++++ Provided records

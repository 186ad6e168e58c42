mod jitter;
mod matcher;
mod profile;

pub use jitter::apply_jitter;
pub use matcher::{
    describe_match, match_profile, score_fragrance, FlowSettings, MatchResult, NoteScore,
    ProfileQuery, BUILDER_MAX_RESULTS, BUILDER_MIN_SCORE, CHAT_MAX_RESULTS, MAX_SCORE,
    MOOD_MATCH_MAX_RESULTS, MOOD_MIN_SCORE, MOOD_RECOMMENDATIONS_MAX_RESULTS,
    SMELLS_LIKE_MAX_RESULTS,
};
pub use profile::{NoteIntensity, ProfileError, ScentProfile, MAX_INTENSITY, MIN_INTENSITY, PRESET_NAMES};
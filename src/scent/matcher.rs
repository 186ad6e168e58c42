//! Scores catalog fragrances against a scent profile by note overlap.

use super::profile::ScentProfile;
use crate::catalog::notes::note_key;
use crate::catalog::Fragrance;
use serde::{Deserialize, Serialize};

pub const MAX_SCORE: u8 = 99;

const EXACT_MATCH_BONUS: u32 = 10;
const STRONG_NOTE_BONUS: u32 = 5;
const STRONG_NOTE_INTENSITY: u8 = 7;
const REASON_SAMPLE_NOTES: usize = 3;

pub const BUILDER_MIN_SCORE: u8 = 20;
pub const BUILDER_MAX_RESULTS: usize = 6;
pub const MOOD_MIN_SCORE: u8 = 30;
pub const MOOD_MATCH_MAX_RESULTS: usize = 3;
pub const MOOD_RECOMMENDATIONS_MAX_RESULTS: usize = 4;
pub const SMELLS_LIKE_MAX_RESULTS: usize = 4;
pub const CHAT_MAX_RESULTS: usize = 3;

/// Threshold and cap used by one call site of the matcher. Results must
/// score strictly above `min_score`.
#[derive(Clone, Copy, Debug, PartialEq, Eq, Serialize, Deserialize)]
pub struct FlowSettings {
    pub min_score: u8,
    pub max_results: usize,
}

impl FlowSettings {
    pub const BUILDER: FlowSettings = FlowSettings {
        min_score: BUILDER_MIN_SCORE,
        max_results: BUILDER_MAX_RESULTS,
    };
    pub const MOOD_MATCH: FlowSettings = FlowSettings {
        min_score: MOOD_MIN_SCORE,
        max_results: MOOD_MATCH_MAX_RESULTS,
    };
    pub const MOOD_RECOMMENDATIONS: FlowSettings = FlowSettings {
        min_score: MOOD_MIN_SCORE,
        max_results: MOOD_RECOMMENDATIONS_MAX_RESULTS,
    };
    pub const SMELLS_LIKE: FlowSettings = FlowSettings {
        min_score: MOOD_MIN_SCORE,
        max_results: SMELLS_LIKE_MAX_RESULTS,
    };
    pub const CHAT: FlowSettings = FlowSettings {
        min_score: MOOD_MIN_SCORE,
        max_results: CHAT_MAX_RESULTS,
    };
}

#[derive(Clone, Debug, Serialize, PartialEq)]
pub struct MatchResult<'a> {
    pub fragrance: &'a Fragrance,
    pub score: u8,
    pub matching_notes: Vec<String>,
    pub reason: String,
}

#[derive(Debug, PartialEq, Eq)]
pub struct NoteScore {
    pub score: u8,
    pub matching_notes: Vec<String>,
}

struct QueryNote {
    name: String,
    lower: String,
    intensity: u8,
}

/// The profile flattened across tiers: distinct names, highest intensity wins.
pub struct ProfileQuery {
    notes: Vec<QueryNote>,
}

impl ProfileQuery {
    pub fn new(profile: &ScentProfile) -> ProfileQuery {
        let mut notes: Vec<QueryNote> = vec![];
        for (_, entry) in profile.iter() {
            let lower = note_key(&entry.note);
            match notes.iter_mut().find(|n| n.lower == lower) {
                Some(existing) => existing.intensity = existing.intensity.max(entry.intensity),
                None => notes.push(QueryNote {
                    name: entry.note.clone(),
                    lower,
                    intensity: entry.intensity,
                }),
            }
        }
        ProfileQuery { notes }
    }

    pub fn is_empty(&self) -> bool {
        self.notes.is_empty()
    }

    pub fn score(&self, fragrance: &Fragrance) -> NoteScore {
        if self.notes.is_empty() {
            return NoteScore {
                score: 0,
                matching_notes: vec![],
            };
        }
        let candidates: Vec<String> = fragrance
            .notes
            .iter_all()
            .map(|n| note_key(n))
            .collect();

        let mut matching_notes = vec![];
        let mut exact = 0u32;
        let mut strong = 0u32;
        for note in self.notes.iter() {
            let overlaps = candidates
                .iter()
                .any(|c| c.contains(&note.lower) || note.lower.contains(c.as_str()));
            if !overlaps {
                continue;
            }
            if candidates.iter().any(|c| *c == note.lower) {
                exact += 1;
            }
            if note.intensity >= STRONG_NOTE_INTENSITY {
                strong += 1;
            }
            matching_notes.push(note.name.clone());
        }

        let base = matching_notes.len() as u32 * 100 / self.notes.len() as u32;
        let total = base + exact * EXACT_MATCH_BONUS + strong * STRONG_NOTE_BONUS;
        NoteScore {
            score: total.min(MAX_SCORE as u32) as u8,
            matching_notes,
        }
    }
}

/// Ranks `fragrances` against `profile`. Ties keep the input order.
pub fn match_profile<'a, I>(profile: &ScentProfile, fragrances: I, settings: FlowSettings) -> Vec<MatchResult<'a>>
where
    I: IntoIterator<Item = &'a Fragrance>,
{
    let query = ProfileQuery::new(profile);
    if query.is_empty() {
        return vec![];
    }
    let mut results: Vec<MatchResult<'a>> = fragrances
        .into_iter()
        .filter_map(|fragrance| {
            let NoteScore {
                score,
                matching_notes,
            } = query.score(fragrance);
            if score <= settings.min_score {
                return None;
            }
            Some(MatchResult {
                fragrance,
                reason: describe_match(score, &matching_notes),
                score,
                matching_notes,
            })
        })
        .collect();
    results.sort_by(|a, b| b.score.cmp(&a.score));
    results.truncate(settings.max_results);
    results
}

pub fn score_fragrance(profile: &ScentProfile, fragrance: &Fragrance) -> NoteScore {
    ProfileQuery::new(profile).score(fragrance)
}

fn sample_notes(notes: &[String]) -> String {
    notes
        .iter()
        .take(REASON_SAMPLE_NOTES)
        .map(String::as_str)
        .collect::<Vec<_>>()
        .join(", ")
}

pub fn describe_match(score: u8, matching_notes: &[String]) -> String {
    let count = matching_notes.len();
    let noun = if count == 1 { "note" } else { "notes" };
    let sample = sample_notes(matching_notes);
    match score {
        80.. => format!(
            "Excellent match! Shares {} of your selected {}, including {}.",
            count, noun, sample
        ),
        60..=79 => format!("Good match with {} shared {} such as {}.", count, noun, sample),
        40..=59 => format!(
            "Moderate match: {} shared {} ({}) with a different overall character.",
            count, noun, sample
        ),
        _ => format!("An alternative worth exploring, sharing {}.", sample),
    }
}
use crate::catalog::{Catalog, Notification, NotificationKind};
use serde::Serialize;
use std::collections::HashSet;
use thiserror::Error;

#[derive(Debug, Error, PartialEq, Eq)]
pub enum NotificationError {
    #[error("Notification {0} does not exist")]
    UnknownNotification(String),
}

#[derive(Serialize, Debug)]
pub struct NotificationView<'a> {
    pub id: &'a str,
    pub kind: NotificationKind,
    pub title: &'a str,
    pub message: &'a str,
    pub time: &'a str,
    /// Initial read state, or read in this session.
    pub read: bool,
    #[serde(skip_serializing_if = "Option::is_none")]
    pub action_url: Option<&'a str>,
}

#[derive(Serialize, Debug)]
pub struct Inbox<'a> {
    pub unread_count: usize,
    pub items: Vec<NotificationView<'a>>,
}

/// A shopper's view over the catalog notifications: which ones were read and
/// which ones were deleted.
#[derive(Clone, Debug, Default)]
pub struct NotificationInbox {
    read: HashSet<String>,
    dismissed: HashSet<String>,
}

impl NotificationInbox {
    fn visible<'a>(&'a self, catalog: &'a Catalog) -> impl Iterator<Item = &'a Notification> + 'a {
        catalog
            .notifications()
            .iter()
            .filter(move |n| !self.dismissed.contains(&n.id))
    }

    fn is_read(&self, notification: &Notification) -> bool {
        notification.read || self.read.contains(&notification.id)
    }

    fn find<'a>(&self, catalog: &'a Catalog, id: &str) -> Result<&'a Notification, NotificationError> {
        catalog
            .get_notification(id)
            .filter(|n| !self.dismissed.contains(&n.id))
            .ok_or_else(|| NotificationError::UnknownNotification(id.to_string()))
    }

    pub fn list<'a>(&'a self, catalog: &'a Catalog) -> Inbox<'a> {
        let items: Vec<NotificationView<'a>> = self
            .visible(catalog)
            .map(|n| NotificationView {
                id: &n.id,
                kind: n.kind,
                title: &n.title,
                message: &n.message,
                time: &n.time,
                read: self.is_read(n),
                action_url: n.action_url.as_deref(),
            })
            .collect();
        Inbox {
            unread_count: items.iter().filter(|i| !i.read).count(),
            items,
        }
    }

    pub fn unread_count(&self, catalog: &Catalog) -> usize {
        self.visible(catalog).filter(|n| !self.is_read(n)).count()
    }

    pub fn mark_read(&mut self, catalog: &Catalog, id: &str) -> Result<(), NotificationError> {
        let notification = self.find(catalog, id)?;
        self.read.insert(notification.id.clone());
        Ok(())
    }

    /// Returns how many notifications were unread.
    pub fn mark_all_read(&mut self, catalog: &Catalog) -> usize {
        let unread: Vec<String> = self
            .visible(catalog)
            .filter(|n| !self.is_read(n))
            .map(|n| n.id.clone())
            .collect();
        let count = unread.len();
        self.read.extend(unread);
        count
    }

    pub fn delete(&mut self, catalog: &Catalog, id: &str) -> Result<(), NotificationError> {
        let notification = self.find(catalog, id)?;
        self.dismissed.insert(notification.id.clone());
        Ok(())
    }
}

++++++++

**Task item**
Scan the records above for the word "NotificationInbox". Show each line in which it appears.

**Problem solution**
pub struct NotificationInbox {
impl NotificationInbox {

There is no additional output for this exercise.